Credit: Book cover

It seems that there’s a Randy Newman for all sorts of music listeners.

Like acerbic/satirical/edgy/intelligent pop songs? He’s the guy who wrote tunes from the POV of a slave ship captain pitching an all-expenses paid American journey to skeptical African natives (“Sail Away”). And about American militarism (“Political Science”), fervent religious beliefs (“God’s Song”), and racism of both the South and the North (“Rednecks,” “Yellow Man”).

Like film scores?

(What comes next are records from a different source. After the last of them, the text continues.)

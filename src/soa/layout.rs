//! Index arithmetic for tile members.
//!
//! A member with shape `[d0, d1, ...]` stores `d0 * d1 * ... * LANES`
//! scalars. The lane order decides where the lane index sits in the
//! flattened storage; both orders are plain reorderings of the same
//! logical data.

/// Placement of the lane index inside one member's storage.
#[derive(Debug, Clone, Copy, PartialEq, Eq)]
pub enum LaneOrder {
    /// The lane index varies fastest: indexing reads
    /// `member[shape_indices...][lane]`.
    LaneFastest,
    /// The lane index varies slowest: indexing reads
    /// `member[lane][shape_indices...]`.
    LaneSlowest,
}

/// Number of scalars one particle contributes to a member.
pub fn shape_len(shape: &[usize]) -> usize {
    shape.iter().product()
}

/// Total number of scalars in a member across all lanes.
pub fn member_extent(shape: &[usize], lanes: usize) -> usize {
    lanes * shape_len(shape)
}

/// Flat scalar offset of one element inside a member.
///
/// `shape_idx` must provide one index per shape dimension; a scalar field
/// passes an empty slice and is addressed by its lane alone.
pub fn flat_offset(
    shape: &[usize],
    lanes: usize,
    order: LaneOrder,
    shape_idx: &[usize],
    lane: usize,
) -> usize {
    debug_assert_eq!(shape.len(), shape_idx.len());
    debug_assert!(lane < lanes);

    let mut inner = 0;
    for (extent, idx) in shape.iter().zip(shape_idx.iter()) {
        debug_assert!(idx < extent);
        inner = inner * extent + idx;
    }

    match order {
        LaneOrder::LaneFastest => inner * lanes + lane,
        LaneOrder::LaneSlowest => lane * shape_len(shape) + inner,
    }
}

/// Scalar strides of a member: one stride per shape dimension plus the
/// lane stride. `flat_offset` equals the dot product of indices with
/// these strides.
pub fn member_strides(shape: &[usize], lanes: usize, order: LaneOrder) -> (Vec<usize>, usize) {
    let mut strides = vec![0; shape.len()];
    let mut acc = 1;
    for (k, extent) in shape.iter().enumerate().rev() {
        strides[k] = acc;
        acc *= extent;
    }

    match order {
        LaneOrder::LaneFastest => {
            for s in strides.iter_mut() {
                *s *= lanes;
            }
            (strides, 1)
        }
        LaneOrder::LaneSlowest => (strides, shape_len(shape)),
    }
}

#[test]
fn flat_offset_matches_strides() {
    let shape = [2, 3, 4];
    let lanes = 8;
    for order in [LaneOrder::LaneFastest, LaneOrder::LaneSlowest] {
        let (strides, lane_stride) = member_strides(&shape, lanes, order);
        for i0 in 0..2 {
            for i1 in 0..3 {
                for i2 in 0..4 {
                    for lane in 0..lanes {
                        let expected =
                            i0 * strides[0] + i1 * strides[1] + i2 * strides[2] + lane * lane_stride;
                        assert_eq!(
                            flat_offset(&shape, lanes, order, &[i0, i1, i2], lane),
                            expected
                        );
                    }
                }
            }
        }
    }
}

#[test]
fn flat_offset_is_a_bijection() {
    let shape = [3, 5];
    let lanes = 4;
    for order in [LaneOrder::LaneFastest, LaneOrder::LaneSlowest] {
        let mut seen = vec![false; member_extent(&shape, lanes)];
        for i0 in 0..3 {
            for i1 in 0..5 {
                for lane in 0..lanes {
                    let flat = flat_offset(&shape, lanes, order, &[i0, i1], lane);
                    assert!(!seen[flat]);
                    seen[flat] = true;
                }
            }
        }
        assert!(seen.iter().all(|&v| v));
    }
}

#[test]
fn scalar_members_are_lane_indexed() {
    // Empty shape: both orders address by lane only.
    for order in [LaneOrder::LaneFastest, LaneOrder::LaneSlowest] {
        for lane in 0..6 {
            assert_eq!(flat_offset(&[], 6, order, &[], lane), lane);
        }
        let (strides, lane_stride) = member_strides(&[], 6, order);
        assert!(strides.is_empty());
        assert_eq!(lane_stride, 1);
    }
}
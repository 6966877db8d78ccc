//! Tile-based structure-of-arrays storage.
//!
//! A *tile* holds the fields of a fixed number of particles (its lanes),
//! each field stored as its own inner array so that one lane index sweeps
//! contiguous memory per field. Tiles are plain old data and a collection
//! of them forms an array-of-structs-of-arrays, see [`AoSoA`].

pub mod aosoa;
pub mod layout;
pub mod tile;

pub use aosoa::{AoSoA, Slice, SliceMut};
pub use layout::{flat_offset, member_extent, member_strides, shape_len, LaneOrder};
pub use tile::{member, member_mut, Tile, TileMember};

// Re-exported for the types generated by `soa_tile!`.
pub use bytemuck::{Pod, Zeroable};
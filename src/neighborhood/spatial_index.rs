//! Spatial index providers for sphere queries.
//!
//! The graph builder is written against the [`SpatialIndex`] capability
//! only. [`RStarIndex`] is the production provider; [`BruteForceIndex`]
//! is the O(n²) reference used to validate it and for very small inputs.

use rstar::{primitives::GeomWithData, Point, RTree};

use super::CoordinateSlice;
use crate::floating_type_mod::FT;
use crate::VF;

/// Capability consumed by the graph builder: build once from all particle
/// coordinates, then answer sphere queries concurrently.
pub trait SpatialIndex<const D: usize>: Sync + Sized {
    fn build<P: CoordinateSlice<D> + ?Sized>(points: &P) -> Self;

    /// Number of indexed particles.
    fn len(&self) -> usize;

    fn is_empty(&self) -> bool {
        self.len() == 0
    }

    /// Invokes `visit` with the id of every particle whose squared
    /// distance to `center` is at most `radius_sq`, in no particular
    /// order. The owner particle itself is reported like any other.
    fn for_each_within<F: FnMut(usize)>(&self, center: VF<D>, radius_sq: FT, visit: F);
}

#[derive(Debug, PartialEq, Clone, Copy)]
struct TreePoint<const D: usize> {
    p: VF<D>,
}

impl<const D: usize> Point for TreePoint<D> {
    type Scalar = FT;

    const DIMENSIONS: usize = D;

    fn generate(mut generator: impl FnMut(usize) -> Self::Scalar) -> Self {
        TreePoint {
            p: VF::<D>::from_fn(|d, _| generator(d)),
        }
    }

    fn nth(&self, index: usize) -> Self::Scalar {
        self.p[index]
    }

    fn nth_mut(&mut self, index: usize) -> &mut Self::Scalar {
        &mut self.p[index]
    }
}

type TreeEntry<const D: usize> = GeomWithData<TreePoint<D>, usize>;

/// Bulk-loaded R*-tree over the particle coordinates.
pub struct RStarIndex<const D: usize> {
    tree: RTree<TreeEntry<D>>,
    size: usize,
}

impl<const D: usize> SpatialIndex<D> for RStarIndex<D> {
    fn build<P: CoordinateSlice<D> + ?Sized>(points: &P) -> Self {
        let entries: Vec<_> = (0..points.size())
            .map(|i| TreeEntry::new(TreePoint { p: points.point(i) }, i))
            .collect();
        let size = entries.len();
        RStarIndex {
            tree: RTree::bulk_load(entries),
            size,
        }
    }

    fn len(&self) -> usize {
        self.size
    }

    fn for_each_within<F: FnMut(usize)>(&self, center: VF<D>, radius_sq: FT, mut visit: F) {
        for entry in self
            .tree
            .locate_within_distance(TreePoint { p: center }, radius_sq)
        {
            visit(entry.data);
        }
    }
}

/// Exhaustive pairwise scan. Quadratic, kept as the correctness reference
/// for the tree-backed index.
pub struct BruteForceIndex<const D: usize> {
    points: Vec<VF<D>>,
}

impl<const D: usize> SpatialIndex<D> for BruteForceIndex<D> {
    fn build<P: CoordinateSlice<D> + ?Sized>(points: &P) -> Self {
        BruteForceIndex {
            points: (0..points.size()).map(|i| points.point(i)).collect(),
        }
    }

    fn len(&self) -> usize {
        self.points.len()
    }

    fn for_each_within<F: FnMut(usize)>(&self, center: VF<D>, radius_sq: FT, mut visit: F) {
        for (i, point) in self.points.iter().enumerate() {
            if (point - center).norm_squared() <= radius_sq {
                visit(i);
            }
        }
    }
}
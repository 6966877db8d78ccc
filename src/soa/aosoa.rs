//! Array-of-structs-of-arrays container and member column views.

use super::layout::flat_offset;
use super::tile::{Tile, TileMember};
use core::mem::size_of;

/// A particle collection stored as an array of tiles.
///
/// The container tracks a logical particle count; the last tile may be
/// partially occupied. Tiles are plain old data, so growth and shrinkage
/// are raw copies.
#[derive(Clone)]
pub struct AoSoA<T: Tile> {
    tiles: Vec<T>,
    len: usize,
}

impl<T: Tile> AoSoA<T> {
    pub fn new() -> Self {
        AoSoA {
            tiles: Vec::new(),
            len: 0,
        }
    }

    pub fn with_len(len: usize) -> Self {
        let mut aosoa = Self::new();
        aosoa.resize(len);
        aosoa
    }

    /// Number of particles.
    pub fn len(&self) -> usize {
        self.len
    }

    pub fn is_empty(&self) -> bool {
        self.len == 0
    }

    pub fn tile_count(&self) -> usize {
        self.tiles.len()
    }

    /// Grows or shrinks to `len` particles. New tiles are zero-filled.
    pub fn resize(&mut self, len: usize) {
        let tiles = (len + T::LANES - 1) / T::LANES;
        self.tiles.resize(tiles, T::zeroed());
        self.len = len;
    }

    pub fn tiles(&self) -> &[T] {
        &self.tiles
    }

    pub fn tiles_mut(&mut self) -> &mut [T] {
        &mut self.tiles
    }

    pub fn tile(&self, t: usize) -> &T {
        &self.tiles[t]
    }

    pub fn tile_mut(&mut self, t: usize) -> &mut T {
        &mut self.tiles[t]
    }

    /// Splits a particle index into its tile and lane.
    pub const fn decompose(p: usize) -> (usize, usize) {
        (p / T::LANES, p % T::LANES)
    }

    /// Read-only view of member `I` across all particles.
    pub fn slice<const I: usize>(&self) -> Slice<'_, T, I>
    where
        T: TileMember<I>,
    {
        Slice {
            tiles: &self.tiles,
            len: self.len,
        }
    }

    /// Mutable view of member `I` across all particles.
    pub fn slice_mut<const I: usize>(&mut self) -> SliceMut<'_, T, I>
    where
        T: TileMember<I>,
    {
        SliceMut {
            tiles: &mut self.tiles,
            len: self.len,
        }
    }
}

fn scalar_range<T: TileMember<I>, const I: usize>(p: usize, shape_idx: &[usize]) -> (usize, core::ops::Range<usize>) {
    let (t, lane) = (p / T::LANES, p % T::LANES);
    let flat = flat_offset(T::SHAPE, T::LANES, T::ORDER, shape_idx, lane);
    let start = T::OFFSET + flat * size_of::<T::Scalar>();
    (t, start..start + size_of::<T::Scalar>())
}

/// Borrowed view of one member's column; indexes by particle id and the
/// member's own shape indices.
#[derive(Clone, Copy)]
pub struct Slice<'a, T: Tile + TileMember<I>, const I: usize> {
    tiles: &'a [T],
    len: usize,
}

impl<'a, T: Tile + TileMember<I>, const I: usize> Slice<'a, T, I> {
    /// Number of particles covered by the view.
    pub fn size(&self) -> usize {
        self.len
    }

    pub fn get(&self, p: usize, shape_idx: &[usize]) -> T::Scalar {
        debug_assert!(p < self.len);
        let (t, range) = scalar_range::<T, I>(p, shape_idx);
        bytemuck::pod_read_unaligned(&bytemuck::bytes_of(&self.tiles[t])[range])
    }
}

/// Mutable variant of [`Slice`].
pub struct SliceMut<'a, T: Tile + TileMember<I>, const I: usize> {
    tiles: &'a mut [T],
    len: usize,
}

impl<'a, T: Tile + TileMember<I>, const I: usize> SliceMut<'a, T, I> {
    pub fn size(&self) -> usize {
        self.len
    }

    pub fn get(&self, p: usize, shape_idx: &[usize]) -> T::Scalar {
        debug_assert!(p < self.len);
        let (t, range) = scalar_range::<T, I>(p, shape_idx);
        bytemuck::pod_read_unaligned(&bytemuck::bytes_of(&self.tiles[t])[range])
    }

    pub fn set(&mut self, p: usize, shape_idx: &[usize], value: T::Scalar) {
        debug_assert!(p < self.len);
        let (t, range) = scalar_range::<T, I>(p, shape_idx);
        bytemuck::bytes_of_mut(&mut self.tiles[t])[range]
            .copy_from_slice(bytemuck::bytes_of(&value));
    }
}

#[cfg(test)]
mod tests {
    use super::AoSoA;
    use crate::soa::Tile;

    crate::soa_tile! {
        struct StateTile(lanes = 8, ordering = LaneFastest) {
            position: f64[3],
            mass: f64,
        }
    }

    #[test]
    fn resize_is_zero_filled_and_tile_counted() {
        let mut particles: AoSoA<StateTile> = AoSoA::new();
        assert!(particles.is_empty());

        particles.resize(17);
        assert_eq!(particles.len(), 17);
        assert_eq!(particles.tile_count(), 3);
        for p in 0..17 {
            assert_eq!(particles.slice::<1>().get(p, &[]), 0.0);
        }

        particles.resize(3);
        assert_eq!(particles.tile_count(), 1);
    }

    #[test]
    fn decompose_splits_particle_indices() {
        assert_eq!(AoSoA::<StateTile>::decompose(0), (0, 0));
        assert_eq!(AoSoA::<StateTile>::decompose(7), (0, 7));
        assert_eq!(AoSoA::<StateTile>::decompose(8), (1, 0));
        assert_eq!(AoSoA::<StateTile>::decompose(21), (2, 5));
    }

    #[test]
    fn slice_round_trips_through_tiles() {
        let mut particles: AoSoA<StateTile> = AoSoA::with_len(20);

        {
            let mut positions = particles.slice_mut::<0>();
            for p in 0..20 {
                for d in 0..3 {
                    positions.set(p, &[d], (p * 3 + d) as f64);
                }
            }
            let mut masses = particles.slice_mut::<1>();
            for p in 0..20 {
                masses.set(p, &[], 0.5 + p as f64);
            }
        }

        // Values land in the expected tile storage.
        let (t, lane) = AoSoA::<StateTile>::decompose(13);
        assert_eq!(particles.tile(t).position[2][lane], (13 * 3 + 2) as f64);
        assert_eq!(particles.tile(t).mass[lane], 13.5);

        let positions = particles.slice::<0>();
        let masses = particles.slice::<1>();
        for p in 0..20 {
            for d in 0..3 {
                assert_eq!(positions.get(p, &[d]), (p * 3 + d) as f64);
            }
            assert_eq!(masses.get(p, &[]), 0.5 + p as f64);
        }
        assert_eq!(positions.size(), 20);
        assert_eq!(StateTile::LANES, 8);
    }
}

Newman has penned dozens for adults (Ragtime, the Natural, Awakenings) and—more famously—animated movies (A Bug’s Life, Monsters, Inc., Cars, and all the Toy Story movies, including the now-standard “You’ve Got a Friend in Me”).

Like bouncy earworms ostensibly about the vertically challenged but possibly about any form of prejudice or maybe was created just a joke? Well, he’s the guy who does “Short People.”

All of those Newmans—and even more—come together in the massive bio from former LA Times music critic and longtime admirer Robert Hilburn in A Few Words in Defense of Our Country: The Biography of Randy Newman (544 pp., $31.99, Hachette).

In some ways, Newman was born to his profession. Three of his uncles were well-known Hollywood film composers, most notably Alfred Newman (Wuthering Heights, How Green Was My Valley). Even Randy’s own father wanted to follow those footsteps but was dissuaded for fear of too many family members in one profession (he became a doctor instead).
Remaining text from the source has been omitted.